→ Problem details
Using the records below, copy every line that holds the string "sanitize".

..............................

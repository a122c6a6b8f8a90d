// SPDX-License-Identifier: BUSL-1.1
// Copyright (c) 2026 Alfred Jean LLC

//! `strata gen` - migration file generation

use crate::config::ToolConfig;
use anyhow::{Context, Result};
use clap::Args;
use std::path::Path;
use strata_core::Version;
use strata_declaration::list;

#[derive(Debug, Args)]
pub struct GenArgs {
    /// Topic the migration targets
    pub topic: String,

    /// Description used in the file name (defaults to the topic)
    #[arg(long)]
    pub description: Option<String>,
}

/// Write the next `vNNNN_description.yaml` skeleton into the migrations
/// directory.
pub fn run(config_path: &Path, args: &GenArgs) -> Result<()> {
    let config = ToolConfig::load(config_path)?;
    std::fs::create_dir_all(&config.migrations)?;

    let files = list(&config.migrations)?;
    let next = match files.last() {
        Some(file) => file.version.next().context("migration version space")?,
        None => Version::new(1).context("first migration version")?,
    };

    let description = sanitize(args.description.as_deref().unwrap_or(&args.topic));
    let file_name = format!("{next}_{description}.yaml");
    let path = config.migrations.join(&file_name);

    // the very first migration for a directory is usually a create
    let operation = if files.is_empty() { "create" } else { "patch" };
    let skeleton = format!(
        "operation: {operation}\n\
         notes: describe this change\n\
         topic: {}\n\
         partitions: 1\n\
         replicationFactor: 1\n\
         config:\n\
           compression.type: producer\n",
        args.topic
    );
    std::fs::write(&path, skeleton)?;

    println!("wrote {}", path.display());
    Ok(())
}

/// Force a description into the file-name grammar `[a-zA-Z0-9_-]{0,246}`.
fn sanitize(description: &str) -> String {
    let mut out: String = description
        .chars()
        .map(|c| {
            if c.is_ascii_alphanumeric() || c == '-' || c == '_' {
                c
            } else {
                '_'
            }
        })
        .collect();
    out.truncate(246);
    out
}

#[cfg(test)]
#[path = "gen_tests.rs"]
mod tests;
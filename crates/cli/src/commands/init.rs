// SPDX-License-Identifier: BUSL-1.1
// Copyright (c) 2026 Alfred Jean LLC

//! `strata init` - project bootstrap

use anyhow::Result;
use std::path::Path;

const STARTER_CONFIG: &str = "\
# strata configuration
cluster: embedded
cluster_state: .strata/cluster.json
migrations: migrations
";

/// Write a starter configuration and create the migrations directory.
/// Idempotent: an existing configuration is left alone.
pub fn run(config_path: &Path) -> Result<()> {
    if config_path.exists() {
        println!("{} already exists, leaving it alone", config_path.display());
    } else {
        std::fs::write(config_path, STARTER_CONFIG)?;
        println!("wrote {}", config_path.display());
    }

    let base = config_path.parent().unwrap_or(Path::new("."));
    let migrations = base.join("migrations");
    if !migrations.exists() {
        std::fs::create_dir_all(&migrations)?;
        println!("created {}", migrations.display());
    }

    println!("next: `strata gen <topic>` to write your first migration");
    Ok(())
}
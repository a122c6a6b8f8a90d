// SPDX-License-Identifier: BUSL-1.1
// Copyright (c) 2026 Alfred Jean LLC

//! Remove strategy

use crate::error::ExecuteError;
use strata_broker::Admin;
use strata_declaration::MigrationDeclaration;

/// Delete the topic. The existence check comes first: removing a topic
/// that is not there is a declaration mistake worth surfacing, not a
/// no-op.
pub(super) fn execute<A: Admin>(
    declaration: &MigrationDeclaration,
    admin: &A,
) -> Result<(), ExecuteError> {
    let topic = &declaration.resource_name;
    let remove_err = |message: String| ExecuteError::Remove {
        topic: topic.clone(),
        message,
    };

    let description = admin
        .describe_topic(topic)
        .map_err(|e| remove_err(e.to_string()))?;
    if description.is_none() {
        return Err(remove_err(format!("topic '{topic}' does not exist")));
    }

    admin
        .delete_topic(topic)
        .map_err(|e| remove_err(e.to_string()))?;
    tracing::info!(topic = %topic, "removed topic");
    Ok(())
}
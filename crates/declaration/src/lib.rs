// SPDX-License-Identifier: BUSL-1.1
// Copyright (c) 2026 Alfred Jean LLC

// Allow panic!/unwrap/expect in test code
#![cfg_attr(test, allow(clippy::panic))]
#![cfg_attr(test, allow(clippy::unwrap_used))]
#![cfg_attr(test, allow(clippy::expect_used))]

//! strata-declaration: migration file discovery and parsing
//!
//! Migration files are named `vNNNN_description.yaml` and live in a
//! per-project migrations directory. This crate owns the file-name
//! grammar, directory listing, the typed declaration model, and the
//! conversion of human-readable values ("1GiB", "2hours") into the
//! machine form the broker expects.

mod declaration;
mod find;
mod units;

pub use declaration::{DeclarationError, MigrationDeclaration};
pub use find::{declared_resources, list, newer_than, version_of, FindError, MigrationFile};
pub use units::{to_machine, UnitError};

..............................

→ Expected answer
    let description = sanitize(args.description.as_deref().unwrap_or(&args.topic));
fn sanitize(description: &str) -> String {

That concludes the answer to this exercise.